Herpes simplex viruses spread from person to person through close contact. You can get a herpes simplex virus from touching a herpes sore. The virus can also enter your body through skin that has tiny scrapes or tears. The virus can be spread even if an infected person has no genital sores. A: Condoms work best in preventing sexually transmitted diseases that are spread through ejaculate and vaginal fluid. But any skin-to-skin contact puts you at risk for herpes.

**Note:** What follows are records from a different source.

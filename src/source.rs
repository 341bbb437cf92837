//! Kernel source resolution.
//!
//! Programs are built from WGSL text looked up by identifier through a
//! [`SourceResolver`]. The crate ships the convolution kernels compiled in
//! ([`BundledSources`]); [`ShaderDir`] reads them from a directory instead,
//! which is handy when iterating on a kernel without rebuilding.

use std::fs;
use std::path::{Path, PathBuf};

use crate::config::{ConfigError, DEFAULT_SOURCE_ID};
use crate::error::{ConvError, ConvResult};

/// WGSL source of the 1D/2D/3D convolution kernels.
pub const CONVOLVE_WGSL: &str = include_str!("kernels/convolve.wgsl");

/// Resolves a kernel source identifier to its text.
pub trait SourceResolver {
    /// Returns the source text for `id`.
    fn load_source(&self, id: &str) -> ConvResult<String>;
}

/// Resolver backed by the kernels compiled into the crate.
#[derive(Debug, Clone, Copy, Default)]
pub struct BundledSources;

impl SourceResolver for BundledSources {
    fn load_source(&self, id: &str) -> ConvResult<String> {
        match id {
            DEFAULT_SOURCE_ID => Ok(CONVOLVE_WGSL.to_string()),
            other => Err(ConfigError::UnknownSource(other.to_string()).into()),
        }
    }
}

/// Resolver reading `<dir>/<id>` from disk.
#[derive(Debug, Clone)]
pub struct ShaderDir {
    dir: PathBuf,
}

impl ShaderDir {
    /// Creates a resolver rooted at `dir`.
    pub fn new(dir: impl Into<PathBuf>) -> Self {
        Self { dir: dir.into() }
    }

    /// Resolver rooted at this crate's kernel directory.
    pub fn crate_kernels() -> Self {
        Self::new(Path::new(env!("CARGO_MANIFEST_DIR")).join("src").join("kernels"))
    }

    /// Directory the resolver reads from.
    pub fn dir(&self) -> &Path {
        &self.dir
    }
}

impl SourceResolver for ShaderDir {
    fn load_source(&self, id: &str) -> ConvResult<String> {
        let path = self.dir.join(id);
        if !path.is_file() {
            return Err(ConfigError::UnknownSource(path.display().to_string()).into());
        }
        fs::read_to_string(&path).map_err(|source| ConvError::SourceIo { path, source })
    }
}

impl<R: SourceResolver + ?Sized> SourceResolver for &R {
    fn load_source(&self, id: &str) -> ConvResult<String> {
        (**self).load_source(id)
    }
}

The herpes simplex virus is a contagious virus that can be passed from person to person through direct contact. HSV-2 is contracted through forms of sexual contact with a person who has HSV-2. Although a condom may be used, it may still be possible to pass herpes to your partner from uncovered skin. Genital herpes is spread by skin-to-skin contact with someone who already has the virus, including contact with infected skin during sex. It can be very painful to urinate if the urine runs over the sores. One of every four Americans over 18 has been exposed to genital herpes. Herpes is spread by direct skin-to-skin contact with someone who is infected.
But herpes can spread to other areas of the body. If the herpes virus comes into contact with an open wound, it may be possible for the herpes virus to pass through that skin. Herpes is spread by skin-to-skin contact with someone who carries the virus. Using condoms can majorly decrease the risk of spreading the virus, but doesn’t eliminate it completely.